When travelling abroad, many of us look forward to trying the speciality cuisines as much as we do to seeing the local sights. Here are four of our must-tries when visiting the Netherlands:
PEA SOUP (Erwtensoep/Snert/Green Porridge)
In the colder months nearly every house prepares its own version of pea soup. Split-green peas have been cultivated in the Netherlands for many centuries, and back when most people lived in rural areas it became a winter staple – embellished with whatever ingredients were to hand. Today, cuts of slow-cooked pork or cured bacon are the most popular choices. It’s said that the soup is best left to thicken overnight and is ready only once a teaspoon can stand unsupported in the pan!
The earliest known recipe for apple pie was printed in the UK in 1381. In the 1540s it started to become popular in Holland too, in two slightly different versions:
*Applkruimeltaart, with a sweet, crunchy, crumb-style topping
*Appeltaart, with a lattice pastry topping
Both versions have a crisp pastry base and are deep-filled with crunchy apple chunks bound with sugar, lemon juice and cinnamon; although raisins or almond paste are sometimes added too. It is usually served with whipped cream.
Cheese making has taken place in the Netherlands since the 12th century and today, its export value alone is worth over €7 billion. Holland’s flat landscape and the abundance of waterways lends itself to lush open pasture: perfect for cheese production, as government regulation dictates Dutch cheese can only be made from pasture-fed milk.
The semi-hard cheese ‘Gouda’ reigns supreme, accounting for around half of the country’s total cheese production – and is one of the oldest cheeses in the world. The city of Gouda sometimes holds re-enactments of ancient cheese markets, where large round cheeses are wheeled out in ancient hand barrows and sold using a series of hand claps and shouts.

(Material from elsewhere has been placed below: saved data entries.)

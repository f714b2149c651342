//! End-to-end pipeline tests: source → lex → parse → codegen → .wasm →
//! execution, plus the structured result handed to hosts.

use tinyc_compiler::{compile, compile_to_result, CompileResult};
use tinyc_types::ErrorCode;
use wasmi::{Engine, Linker, Module, Store};

// ══════════════════════════════════════════════════════════════════════════════
// Helpers
// ══════════════════════════════════════════════════════════════════════════════

/// Compile, instantiate and call `main`.
fn run(source: &str) -> i32 {
    let wasm = compile(source, "test.c").unwrap_or_else(|errors| {
        panic!(
            "compile errors:\n{}",
            errors
                .errors
                .iter()
                .map(|e| format!("  [{}] {}", e.code, e.message))
                .collect::<Vec<_>>()
                .join("\n")
        )
    });
    let engine = Engine::default();
    let module = Module::new(&engine, &wasm[..]).expect("failed to parse wasm module");
    let mut store = Store::new(&engine, ());
    let instance = Linker::<()>::new(&engine)
        .instantiate(&mut store, &module)
        .expect("failed to instantiate")
        .start(&mut store)
        .expect("failed to start instance");
    instance
        .get_typed_func::<(), i32>(&store, "main")
        .expect("main has type () -> i32")
        .call(&mut store, ())
        .unwrap_or_else(|e| panic!("main trapped: {e}"))
}

// ══════════════════════════════════════════════════════════════════════════════
// 1. Scenarios
// ══════════════════════════════════════════════════════════════════════════════

#[test]
fn returns_literal() {
    assert_eq!(run("int main() { return 7; }"), 7);
}

#[test]
fn pointer_write_through() {
    assert_eq!(run("int main() { int x = 3; int *y = &x; *y = 4; return x; }"), 4);
}

#[test]
fn for_loop_sum() {
    let src = "int main() { int s = 0; for (int i = 0; i < 5; i = i + 1) s = s + i; return s; }";
    assert_eq!(run(src), 10);
}

#[test]
fn two_argument_call() {
    let src = "int add(int a, int b) { return a + b; } int main() { return add(3, 4); }";
    assert_eq!(run(src), 7);
}

#[test]
fn arity_mismatch_is_reported() {
    let src = "int add(int a, int b) { return a + b; }\nint main() { return add(3); }";
    let errors = compile(src, "add.c").unwrap_err();
    assert_eq!(errors.total_errors, 1);
    let e = &errors.errors[0];
    assert_eq!(e.code, ErrorCode::WRONG_ARG_COUNT);
    assert!(e.message.contains("requires 2 arguments, but 1 were given"));
    assert_eq!(e.span.start_line, 2);
}

#[test]
fn pointer_to_pointer() {
    let src = "int main() { int x = 10; int *p = &x; int **pp = &p; **pp = 20; return x; }";
    assert_eq!(run(src), 20);
}

#[test]
fn bracket_mismatch_produces_no_module() {
    let result = compile_to_result("int main() { return 1;", "open.c");
    assert!(!result.success);
    assert!(result.wasm.is_none());
    assert_eq!(result.errors.errors[0].code, ErrorCode::BRACKET_MISMATCH);
    assert!(result.errors.errors[0].message.starts_with("Bracket mismatch"));
}

#[test]
fn nested_calls() {
    let src = "int add(int a, int b) { return a + b; }
               int sub(int a, int b) { return a - b; }
               int ret15() { return 15; }
               int main() { return add(add(5, 5), sub(10, 8)) * 100 + add(ret15(), 2); }";
    assert_eq!(run(src), 1217);
}

#[test]
fn while_and_do_while() {
    assert_eq!(
        run("int main() {\n\tint i = 0;\n\twhile (i < 5) {\n\t\ti = i + 1;\n\t}\n\treturn i;\n}"),
        5
    );
    assert_eq!(run("int main() { int i = 0; do { i = i + 2; } while (i < 9); return i; }"), 10);
}

#[test]
fn comments_are_ignored() {
    let src = "// leading comment\nint main() {\n  /* block\n comment */ return 3; // trailing\n}";
    assert_eq!(run(src), 3);
}

#[test]
fn recursive_gcd() {
    let src = "int mod(int a, int b) { return a - a / b * b; }
               int gcd(int a, int b) { if (b == 0) return a; return gcd(b, mod(a, b)); }
               int main() { return gcd(1071, 462); }";
    assert_eq!(run(src), 21);
}

#[test]
fn pointer_walk_over_locals() {
    // Locals are laid out downward from the first declared, so stepping a
    // pointer backwards visits them in declaration order.
    let src = "int main() {
        int a = 1; int b = 2; int c = 3; int d = 4;
        int *p = &a; int s = 0;
        for (int i = 0; i < 4; i = i + 1) s = s * 10 + *(p - i);
        return s;
    }";
    assert_eq!(run(src), 1234);
}

// ══════════════════════════════════════════════════════════════════════════════
// 2. Structured result
// ══════════════════════════════════════════════════════════════════════════════

const SIMPLE: &str = "int main() { return 42; }";

#[test]
fn valid_program_produces_success_result() {
    let result = compile_to_result(SIMPLE, "simple.c");
    assert!(result.success);
    assert!(result.wasm.is_some());
    assert!(!result.errors.has_errors());
    assert_eq!(result.source_hash.len(), 64);
    assert_eq!(result.wasm_hash.as_ref().map(String::len), Some(64));

    let json = serde_json::to_string(&result).unwrap();
    let parsed: serde_json::Value = serde_json::from_str(&json).unwrap();
    assert_eq!(parsed["success"], true);
    assert!(!parsed["wasm"].is_null());
    assert_eq!(parsed["errors"]["total_errors"], 0);
}

#[test]
fn syntax_error_produces_structured_json() {
    let result = compile_to_result("int main() {\n  return 1 +;\n}", "bad.c");
    assert!(!result.success);
    assert!(result.wasm.is_none());
    assert!(result.wasm_hash.is_none());

    let json = serde_json::to_string(&result).unwrap();
    let parsed: serde_json::Value = serde_json::from_str(&json).unwrap();
    assert_eq!(parsed["success"], false);
    let error = &parsed["errors"]["errors"][0];
    assert_eq!(error["code"], 101);
    assert_eq!(error["category"], "syntax");
    assert_eq!(error["file"], "bad.c");
    assert_eq!(error["line"], 2);
    assert_eq!(error["source_line"], "  return 1 +;");
    assert_eq!(parsed["errors"]["total_errors"], 1);
}

#[test]
fn compile_result_json_roundtrip() {
    let result = compile_to_result(SIMPLE, "simple.c");
    let json = serde_json::to_string(&result).unwrap();
    let rt: CompileResult = serde_json::from_str(&json).unwrap();
    assert_eq!(rt.success, result.success);
    assert_eq!(rt.wasm, result.wasm);
    assert_eq!(rt.source_hash, result.source_hash);
    assert_eq!(rt.wasm_hash, result.wasm_hash);
}

#[test]
fn hashes_track_content() {
    let a = compile_to_result(SIMPLE, "a.c");
    let b = compile_to_result(SIMPLE, "b.c");
    let c = compile_to_result("int main() { return 43; }", "a.c");
    assert_eq!(a.source_hash, b.source_hash);
    assert_eq!(a.wasm_hash, b.wasm_hash);
    assert_ne!(a.source_hash, c.source_hash);
    assert_ne!(a.wasm_hash, c.wasm_hash);
}

#[test]
fn error_result_still_hashes_source() {
    let result = compile_to_result("", "empty.c");
    assert!(!result.success);
    assert_eq!(
        result.source_hash,
        "e3b0c44298fc1c149afbf4c8996fb92427ae41e4649b934ca495991b7852b855"
    );
}

// ══════════════════════════════════════════════════════════════════════════════
// 3. Isolation
// ══════════════════════════════════════════════════════════════════════════════

#[test]
fn compilations_are_independent() {
    // A failed compilation leaves nothing behind for the next one.
    assert!(compile("int main() { return x; }", "bad.c").is_err());
    assert_eq!(run("int main() { int x = 5; return x; }"), 5);
}

#[test]
fn concurrent_compilations_agree() {
    let src = "int f(int n) { if (n < 2) return 1; return n * f(n - 1); } int main() { return f(5); }";
    let expected = compile(src, "f.c").unwrap();
    let handles: Vec<_> = (0..8)
        .map(|_| std::thread::spawn(move || compile(src, "f.c").unwrap()))
        .collect();
    for handle in handles {
        assert_eq!(handle.join().unwrap(), expected);
    }
    assert_eq!(run(src), 120);
}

Stroopwafels (syrup waffles) are considered the national biscuit. These circular treats comprise a round waffle split in two while warm, then sandwiched back together with a sweet caramel made from brown sugar, syrup, butter and cinnamon. They were invented in the early 19C, when it was reputed that bakers used to melt down left over crumbs. The first documented maker is Gerard Kamphuisen, who owned a shop between 1810 and 1840.
Here’s the trick…
Place one over a hot beverage for a couple of minutes – this will warm it through and melt the caramel, making it extra sticky!